Introduction / Context:
This question is about counting specific types of card hands using combinations. We are asked to find how many 5 card hands contain exactly three cards of one rank (eight) and exactly two cards of another rank (seven). The key is to recognise that within each rank we are choosing a subset of the available cards.

Given Data / Assumptions:

• Standard deck: 52 playing cards.
• Number of eights in the deck = 4.
• Number of sevens in the deck = 4.
• We must form a hand of exactly 5 cards.
• Hand must contain exactly three eights and exactly two sevens.
• Order of cards in a hand does not matter.

Concept / Approach:
To construct such a hand, we must independently choose which eights appear and which sevens appear. Since there are 4 cards of each rank, the number of ways to choose 3 eights is C(4,3), and the number of ways to choose 2 sevens is C(4,2). Because these choices are independent, we multiply the two combination counts to get the total number of distinct hands fitting the requirement.

Step-by-Step Solution:
Number of ways to choose 3 eights from 4 eights = C(4,3). Compute C(4,3) = 4! / (3! * 1!) = 4. Number of ways to choose 2 sevens from 4 sevens = C(4,2). Compute C(4,2) = 4! / (2! * 2!) = 6. Total hands with exactly three eights and two sevens = C(4,3) * C(4,2) = 4 * 6. Compute 4 * 6 = 24.

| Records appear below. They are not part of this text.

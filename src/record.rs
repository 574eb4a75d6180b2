// A single row of the storage file. The header row is represented by the
// same type so the directory can be read and written as one sequence.

use crate::fields::{Field, FIELD_COUNT};
use serde::{Deserialize, Serialize};
use std::fmt;

/// One contact entry with its six ordered fields.
///
/// Field order matches [`Field::ALL`] and the column order on disk.
#[derive(Debug, Clone, PartialEq, Eq, Serialize, Deserialize)]
pub struct Record {
    pub surname: String,
    pub first_name: String,
    pub patronymic: String,
    pub organization: String,
    pub work_phone: String,
    pub personal_phone: String,
}

impl Record {
    /// The fixed header row naming the six columns.
    pub fn header() -> Self {
        let [surname, first_name, patronymic, organization, work_phone, personal_phone] =
            Field::ALL.map(|f| f.header_label().to_string());
        Record {
            surname,
            first_name,
            patronymic,
            organization,
            work_phone,
            personal_phone,
        }
    }

    /// Build a record from values given in field order.
    pub fn from_values(values: [String; FIELD_COUNT]) -> Self {
        let [surname, first_name, patronymic, organization, work_phone, personal_phone] = values;
        Record {
            surname,
            first_name,
            patronymic,
            organization,
            work_phone,
            personal_phone,
        }
    }

    pub fn field(&self, field: Field) -> &str {
        match field {
            Field::Surname => &self.surname,
            Field::FirstName => &self.first_name,
            Field::Patronymic => &self.patronymic,
            Field::Organization => &self.organization,
            Field::WorkPhone => &self.work_phone,
            Field::PersonalPhone => &self.personal_phone,
        }
    }

    /// Value at 0-based column `index`, if the column exists.
    pub fn get(&self, index: usize) -> Option<&str> {
        Field::ALL.get(index).map(|f| self.field(*f))
    }

    /// All values in column order.
    pub fn values(&self) -> [&str; FIELD_COUNT] {
        Field::ALL.map(|f| self.field(f))
    }

    /// Values joined with `sep`, used for console output.
    pub fn join(&self, sep: &str) -> String {
        self.values().join(sep)
    }

    /// Position of the column whose header cell matches `label`
    /// case-insensitively. Only meaningful on the header row.
    pub fn column_of(&self, label: &str) -> Option<usize> {
        let wanted = label.to_lowercase();
        self.values()
            .iter()
            .position(|cell| cell.to_lowercase() == wanted)
    }
}

impl fmt::Display for Record {
    fn fmt(&self, f: &mut fmt::Formatter<'_>) -> fmt::Result {
        f.write_str(&self.join(", "))
    }
}
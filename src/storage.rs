// Storage access: the directory lives in a single comma-delimited file
// whose first row is the header. Every read loads the whole file and every
// write replaces it; there is no locking and no crash-safe rename.

use crate::error::{DirectoryError, Result};
use crate::fields::FIELD_COUNT;
use crate::record::Record;
use std::fs::File;
use std::path::{Path, PathBuf};
use tracing::debug;

/// Handle to the backing CSV file.
#[derive(Debug, Clone)]
pub struct Storage {
    path: PathBuf,
}

impl Storage {
    pub fn new(path: impl Into<PathBuf>) -> Self {
        Storage { path: path.into() }
    }

    pub fn path(&self) -> &Path {
        &self.path
    }

    pub fn file_exists(&self) -> bool {
        self.path.is_file()
    }

    /// Create (or truncate) the file so that it holds only the header row.
    pub fn create_file(&self) -> Result<()> {
        debug!(path = %self.path.display(), "creating storage file");
        self.write_all(&[Record::header()])
    }

    /// Create the file with a header unless it already exists.
    pub fn ensure_file(&self) -> Result<()> {
        if !self.file_exists() {
            self.create_file()?;
        }
        Ok(())
    }

    /// Read every row, header first.
    pub fn read_all(&self) -> Result<Vec<Record>> {
        let file = File::open(&self.path)?;
        let mut reader = csv::ReaderBuilder::new()
            .has_headers(false)
            .flexible(true)
            .from_reader(file);

        let mut rows = Vec::new();
        for (line, row) in reader.records().enumerate() {
            let row = row?;
            if row.len() != FIELD_COUNT {
                return Err(DirectoryError::Malformed(format!(
                    "row {} has {} fields, expected {}",
                    line + 1,
                    row.len(),
                    FIELD_COUNT
                )));
            }
            rows.push(row.deserialize::<Record>(None)?);
        }
        if rows.is_empty() {
            return Err(DirectoryError::Malformed("missing header row".into()));
        }
        debug!(path = %self.path.display(), rows = rows.len(), "read storage file");
        Ok(rows)
    }

    /// Replace the file contents with `rows`. Callers pass the header as
    /// the first row.
    pub fn write_all(&self, rows: &[Record]) -> Result<()> {
        let mut writer = csv::WriterBuilder::new()
            .has_headers(false)
            .from_path(&self.path)?;
        for row in rows {
            writer.serialize(row)?;
        }
        writer.flush()?;
        debug!(path = %self.path.display(), rows = rows.len(), "wrote storage file");
        Ok(())
    }
}
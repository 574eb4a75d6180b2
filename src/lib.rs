// Library root
// -----------
// The binary (`main.rs`) builds a `Directory` once and hands it to the
// menu loop in `ui`. Everything the menu does is implemented here so it
// can be driven from tests with a scripted console.
//
// Module responsibilities:
// - `fields`: the six column labels and their validation rules.
// - `record`: one row of the storage file.
// - `storage`: whole-file CSV reads and writes.
// - `directory`: list, add, update and search over the stored records.
// - `console`: the blocking prompt/print seam (terminal or scripted).
// - `ui`: the numbered text menu.
// - `config`, `logging`, `error`: settings, diagnostics and the error type.
pub mod config;
pub mod console;
pub mod directory;
pub mod error;
pub mod fields;
pub mod logging;
pub mod record;
pub mod storage;
pub mod ui;

pub use config::Settings;
pub use directory::{Directory, Outcome};
pub use error::DirectoryError;
pub use record::Record;
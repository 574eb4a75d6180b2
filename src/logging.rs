// Diagnostic logging. Everything goes to stderr so the menu output on
// stdout stays exactly as the user sees it.

use tracing_subscriber::{fmt, prelude::*, EnvFilter};

/// Filter used when `RUST_LOG` is not set: real faults only.
const DEFAULT_FILTER: &str = "phonebook_cli=warn";

/// Install the global subscriber. `RUST_LOG` takes precedence over the
/// default filter. Calling this more than once is harmless.
pub fn init_logging() {
    let env_filter =
        EnvFilter::try_from_default_env().unwrap_or_else(|_| EnvFilter::new(DEFAULT_FILTER));

    let subscriber = tracing_subscriber::registry().with(env_filter).with(
        fmt::layer()
            .with_writer(std::io::stderr)
            .with_target(true)
            .with_file(false)
            .with_line_number(false),
    );

    let _ = subscriber.try_init();
}
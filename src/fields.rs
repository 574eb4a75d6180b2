// Field labels and validation rules for the six contact columns.
// The column order here is the on-disk order and the order in which the
// add/update flows prompt for values.

use std::fmt;

/// Number of columns in every stored row, header included.
pub const FIELD_COUNT: usize = 6;

/// One of the six contact columns, in storage order.
#[derive(Debug, Clone, Copy, PartialEq, Eq, Hash)]
pub enum Field {
    Surname,
    FirstName,
    Patronymic,
    Organization,
    WorkPhone,
    PersonalPhone,
}

impl Field {
    /// All fields in storage and prompt order.
    pub const ALL: [Field; FIELD_COUNT] = [
        Field::Surname,
        Field::FirstName,
        Field::Patronymic,
        Field::Organization,
        Field::WorkPhone,
        Field::PersonalPhone,
    ];

    /// Map a 1-based field identifier to its field.
    pub fn from_id(id: u8) -> Option<Field> {
        match id {
            1..=6 => Some(Self::ALL[usize::from(id) - 1]),
            _ => None,
        }
    }

    /// 1-based identifier of this field.
    pub fn id(self) -> u8 {
        self.index() as u8 + 1
    }

    /// 0-based column index in a stored row.
    pub fn index(self) -> usize {
        match self {
            Field::Surname => 0,
            Field::FirstName => 1,
            Field::Patronymic => 2,
            Field::Organization => 3,
            Field::WorkPhone => 4,
            Field::PersonalPhone => 5,
        }
    }

    /// Column name written to the header row of the storage file.
    pub fn header_label(self) -> &'static str {
        match self {
            Field::Surname => "Surname",
            Field::FirstName => "FirstName",
            Field::Patronymic => "Patronymic",
            Field::Organization => "Organization",
            Field::WorkPhone => "WorkPhone",
            Field::PersonalPhone => "PersonalPhone",
        }
    }

    /// Human readable label used when prompting for a value.
    pub fn prompt(self) -> &'static str {
        match self {
            Field::Surname => "Surname",
            Field::FirstName => "First name",
            Field::Patronymic => "Patronymic",
            Field::Organization => "Organization",
            Field::WorkPhone => "Work phone",
            Field::PersonalPhone => "Personal phone",
        }
    }

    /// Whether `value` is acceptable for this field.
    pub fn accepts(self, value: &str) -> bool {
        match self {
            Field::Surname | Field::FirstName | Field::Patronymic => is_alpha(value),
            // An empty organization has no words and therefore passes.
            Field::Organization => value.split_whitespace().all(is_alpha),
            Field::WorkPhone | Field::PersonalPhone => is_phone(value),
        }
    }
}

impl fmt::Display for Field {
    fn fmt(&self, f: &mut fmt::Formatter<'_>) -> fmt::Result {
        f.write_str(self.prompt())
    }
}

/// Validate `value` against the rule for the 1-based field identifier `id`.
///
/// Identifiers outside 1..=6 have no rule and always pass.
pub fn validate(id: u8, value: &str) -> bool {
    match Field::from_id(id) {
        Some(field) => field.accepts(value),
        None => true,
    }
}

fn is_alpha(value: &str) -> bool {
    !value.is_empty() && value.chars().all(char::is_alphabetic)
}

fn is_digits(value: &str) -> bool {
    !value.is_empty() && value.chars().all(|c| c.is_ascii_digit())
}

fn is_phone(value: &str) -> bool {
    let len = value.chars().count();
    if is_digits(value) {
        return len >= 11;
    }
    match value.strip_prefix('+') {
        Some(rest) => is_digits(rest) && len >= 12,
        None => false,
    }
}
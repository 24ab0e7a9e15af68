//! JSON-over-HTTP fetching.
//!
//! Everything above this crate talks to the upstream catalog through the
//! [`Fetcher`] trait, so tests can swap the network for an in-memory
//! `MockFetcher` (behind the `mock` feature).

pub mod error;
pub mod fetcher;

pub use crate::fetcher::{Fetcher, HttpFetcher};
use std::sync::Arc;

pub type FetcherHandle = Arc<dyn Fetcher>;
//! Layered configuration.
//!
//! Settings are resolved from compiled defaults, then an optional file
//! (TOML, YAML or JSON, chosen by extension), then `NGUONC_`-prefixed
//! environment variables, with `__` separating nested keys:
//!
//! ```text
//! NGUONC_API__TIMEOUT_MS=5000
//! NGUONC_PREFERRED_STREAM_TYPE=m3u8
//! ```

pub mod error;
mod load;
mod settings;

pub use crate::load::{default_path, load};
pub use crate::settings::{ApiSettings, CacheSettings, Settings};
use std::borrow::Borrow;
use std::fmt::{Debug, Formatter, Result as FmtResult};
use std::hash::Hash;
use std::num::NonZeroUsize;

use lru::LruCache;

/// Capacity-limited key/value store with least-recently-used eviction.
///
/// # Examples
///
/// ```
/// use std::num::NonZeroUsize;
/// use nguonc_cache::BoundedCache;
///
/// let mut cache = BoundedCache::new(NonZeroUsize::new(2).unwrap());
/// cache.set("a", 1);
/// cache.set("b", 2);
/// // Reading "a" makes "b" the least recently used entry.
/// assert_eq!(cache.get("a"), Some(&1));
/// assert_eq!(cache.set("c", 3), Some(("b", 2)));
/// assert!(cache.contains("a"));
/// ```
pub struct BoundedCache<K, V> {
    entries: LruCache<K, V>,
}

impl<K, V> BoundedCache<K, V>
where
    K: Hash + Eq,
{
    pub fn new(capacity: NonZeroUsize) -> Self {
        Self {
            entries: LruCache::new(capacity),
        }
    }

    pub fn capacity(&self) -> usize {
        self.entries.cap().get()
    }

    pub fn len(&self) -> usize {
        self.entries.len()
    }

    pub fn is_empty(&self) -> bool {
        self.entries.is_empty()
    }

    /// Returns the value for `key` and marks it as the most recently used.
    ///
    /// A miss has no side effects.
    pub fn get<Q>(&mut self, key: &Q) -> Option<&V>
    where
        K: Borrow<Q>,
        Q: Hash + Eq + ?Sized,
    {
        self.entries.get(key)
    }

    /// Returns the value for `key` without touching its recency.
    pub fn peek<Q>(&self, key: &Q) -> Option<&V>
    where
        K: Borrow<Q>,
        Q: Hash + Eq + ?Sized,
    {
        self.entries.peek(key)
    }

    pub fn contains<Q>(&self, key: &Q) -> bool
    where
        K: Borrow<Q>,
        Q: Hash + Eq + ?Sized,
    {
        self.entries.contains(key)
    }

    /// Inserts `value` as the most recently used entry, replacing any previous
    /// value for `key`.
    ///
    /// When the insert pushes the cache over capacity, exactly one entry (the
    /// least recently used) is evicted and handed back. Replacing the value of
    /// an existing key evicts nothing.
    pub fn set(&mut self, key: K, value: V) -> Option<(K, V)> {
        // `push` hands back the replaced pair too; only a different key was evicted.
        let displaced = self.entries.push(key, value)?;
        if self.entries.contains(&displaced.0) {
            return None;
        }
        tracing::trace!(capacity = self.capacity(), "Evicted least recently used cache entry");
        Some(displaced)
    }
}

impl<K, V> Debug for BoundedCache<K, V>
where
    K: Hash + Eq,
{
    fn fmt(&self, f: &mut Formatter<'_>) -> FmtResult {
        f.debug_struct("BoundedCache")
            .field("capacity", &self.entries.cap())
            .field("len", &self.entries.len())
            .finish()
    }
}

Verification / Alternative check:
Since a hand must contain exactly 3 + 2 = 5 cards, and there are only two ranks involved, there is no flexibility to include other ranks. Each valid hand is therefore uniquely determined by which specific three eights and which specific two sevens it contains. There is no risk of double counting because we never change the hand structure, only choose specific cards within each group. The multiplication rule thus gives the correct answer. The small final number reflects the strict requirement.

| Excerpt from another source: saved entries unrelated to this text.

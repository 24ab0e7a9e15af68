use std::fmt::{Debug, Formatter, Result as FmtResult};
use std::sync::{Mutex, MutexGuard, PoisonError};

use nguonc_cache::{BoundedCache, Timed};
use nguonc_config::Settings;
use nguonc_extract::models::NormalizedDetail;
use nguonc_http::{FetcherHandle, HttpFetcher};
use rand::RngCore;
use rand::SeedableRng;
use rand::rngs::StdRng;
use rand::seq::IndexedRandom;
use serde_json::Value;
use time::Duration;
use tracing::instrument;
use url::Url;

use crate::api::Endpoints;
use crate::error::{ErrorKind, Result};

type Rng = Box<dyn RngCore + Send>;

/// One plugin instance: settings, the upstream fetcher, and the two caches.
///
/// Every operation is a method on this context; nothing is shared between
/// separate instances. Cache locks are only ever held for a lookup or an
/// insert and never across an `.await`, so a `Catalog` can be shared between
/// tasks behind an [`Arc`](std::sync::Arc).
///
/// # Examples
///
/// ```no_run
/// use nguonc_catalog::Catalog;
///
/// # async fn example() -> Result<(), Box<dyn std::error::Error>> {
/// let settings = nguonc_config::load(None)?;
/// let catalog = Catalog::from_settings(settings)?;
/// for item in catalog.search("hải tặc").await {
///     println!("{}: {}", item.id, item.title);
/// }
/// # Ok(())
/// # }
/// ```
pub struct Catalog {
    pub(crate) settings: Settings,
    pub(crate) endpoints: Endpoints,
    fetcher: FetcherHandle,
    /// Raw JSON keyed by request URL.
    http_cache: Mutex<BoundedCache<String, Timed<Value>>>,
    /// Normalized details keyed by `slug:<x>` / `id:<x>`.
    detail_cache: Mutex<BoundedCache<String, Timed<NormalizedDetail>>>,
    rng: Mutex<Rng>,
}

impl Catalog {
    /// Builds a catalog around an existing fetcher.
    pub fn new(settings: Settings, fetcher: FetcherHandle) -> Result<Self> {
        let configuration = |err: nguonc_config::error::Error| err.raise(ErrorKind::Configuration);
        settings.validate().map_err(configuration)?;
        let base = settings.api.base_url().map_err(configuration)?;
        let http_capacity = settings.cache.http_capacity().map_err(configuration)?;
        let detail_capacity = settings.cache.detail_capacity().map_err(configuration)?;
        tracing::debug!(fetcher = fetcher.name(), %base, "Creating catalog");
        Ok(Self {
            endpoints: Endpoints::new(base),
            fetcher,
            http_cache: Mutex::new(BoundedCache::new(http_capacity)),
            detail_cache: Mutex::new(BoundedCache::new(detail_capacity)),
            rng: Mutex::new(Box::new(StdRng::from_os_rng())),
            settings,
        })
    }

    /// Builds a catalog that talks to the configured upstream over HTTP.
    pub fn from_settings(settings: Settings) -> Result<Self> {
        let fetcher = HttpFetcher::new(settings.api.timeout()).map_err(ErrorKind::fetch)?;
        Self::new(settings, std::sync::Arc::new(fetcher))
    }

    /// Replaces the randomness source used to pick the home banner.
    pub fn with_rng(mut self, rng: impl RngCore + Send + 'static) -> Self {
        self.rng = Mutex::new(Box::new(rng));
        self
    }

    pub fn settings(&self) -> &Settings {
        &self.settings
    }

    /// Whether a normalized detail is cached under `key` (`slug:<x>` or
    /// `id:<x>`), fresh or not. Does not affect eviction order.
    pub fn has_cached_detail(&self, key: &str) -> bool {
        lock(&self.detail_cache).contains(key)
    }

    /// Fetches JSON through the URL cache.
    ///
    /// A fresh cache hit is returned without a request. Otherwise the fetch is
    /// bounded by the configured timeout, and only a successful response is
    /// cached (for `ttl`).
    pub(crate) async fn http_json(&self, url: Url, ttl: Duration) -> Result<Value> {
        if let Some(json) = self.cached_json(&url) {
            return Ok(json);
        }
        let json = self.fetch_json(&url).await?;
        self.store_json(&url, json.clone(), ttl);
        Ok(json)
    }

    /// A fresh response cached for `url`, if any.
    pub(crate) fn cached_json(&self, url: &Url) -> Option<Value> {
        let json = lock(&self.http_cache).get(url.as_str()).filter(|e| e.is_fresh()).map(|e| e.value.clone());
        if json.is_some() {
            tracing::trace!(%url, "HTTP cache hit");
        }
        json
    }

    /// Fetches `url` upstream without reading or filling the URL cache.
    #[instrument(level = "debug", skip_all, fields(url = %url))]
    pub(crate) async fn fetch_json(&self, url: &Url) -> Result<Value> {
        let timeout = self.settings.api.timeout();
        match tokio::time::timeout(timeout, self.fetcher.get_json(url)).await {
            Ok(response) => response.map_err(ErrorKind::fetch),
            Err(_elapsed) => {
                tracing::debug!(timeout_ms = self.settings.api.timeout_ms, "Upstream request timed out");
                exn::bail!(ErrorKind::Timeout);
            },
        }
    }

    pub(crate) fn store_json(&self, url: &Url, json: Value, ttl: Duration) {
        lock(&self.http_cache).set(url.as_str().to_string(), Timed::new(json, ttl));
    }

    pub(crate) fn fresh_detail(&self, key: &str) -> Option<NormalizedDetail> {
        lock(&self.detail_cache).get(key).filter(|e| e.is_fresh()).map(|e| e.value.clone())
    }

    pub(crate) fn store_detail(&self, key: String, detail: NormalizedDetail) {
        let ttl = self.settings.cache.detail_ttl();
        lock(&self.detail_cache).set(key, Timed::new(detail, ttl));
    }

    /// Uniformly picks one element of `pool`.
    pub(crate) fn pick<T: Clone>(&self, pool: &[T]) -> Option<T> {
        let mut rng = lock(&self.rng);
        pool.choose(&mut *rng).cloned()
    }
}

impl Debug for Catalog {
    fn fmt(&self, f: &mut Formatter<'_>) -> FmtResult {
        f.debug_struct("Catalog")
            .field("settings", &self.settings)
            .field("fetcher", &self.fetcher.name())
            .field("http_cache", &*lock(&self.http_cache))
            .field("detail_cache", &*lock(&self.detail_cache))
            .finish_non_exhaustive()
    }
}

/// Cache contents stay consistent even if a holder panicked, so a poisoned
/// lock is still usable.
fn lock<T>(mutex: &Mutex<T>) -> MutexGuard<'_, T> {
    mutex.lock().unwrap_or_else(PoisonError::into_inner)
}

Why Other Options Are Wrong:

• 36: This might come from incorrectly using C(4,3) * C(4,3) or another wrong combination count.
• 72: This is three times the correct answer, perhaps from mistakenly multiplying by an extra factor such as 3!.
• 16: This is too small and suggests simply 4 * 4, which would be wrong because we must choose combinations, not count ordered pairs.

Common Pitfalls:
Typical mistakes include treating eights and sevens as if any number of each can appear, which leads to unwanted hands with different compositions, or using permutations instead of combinations. Some students also forget the condition "exactly three" eights and "exactly two" sevens and accidentally include cases with four eights and one seven or similar variations. Clearly restating the required counts before computing combinations helps avoid these errors.

Final Answer:
The number of different 5 card hands that contain exactly three eights and two sevens is 24.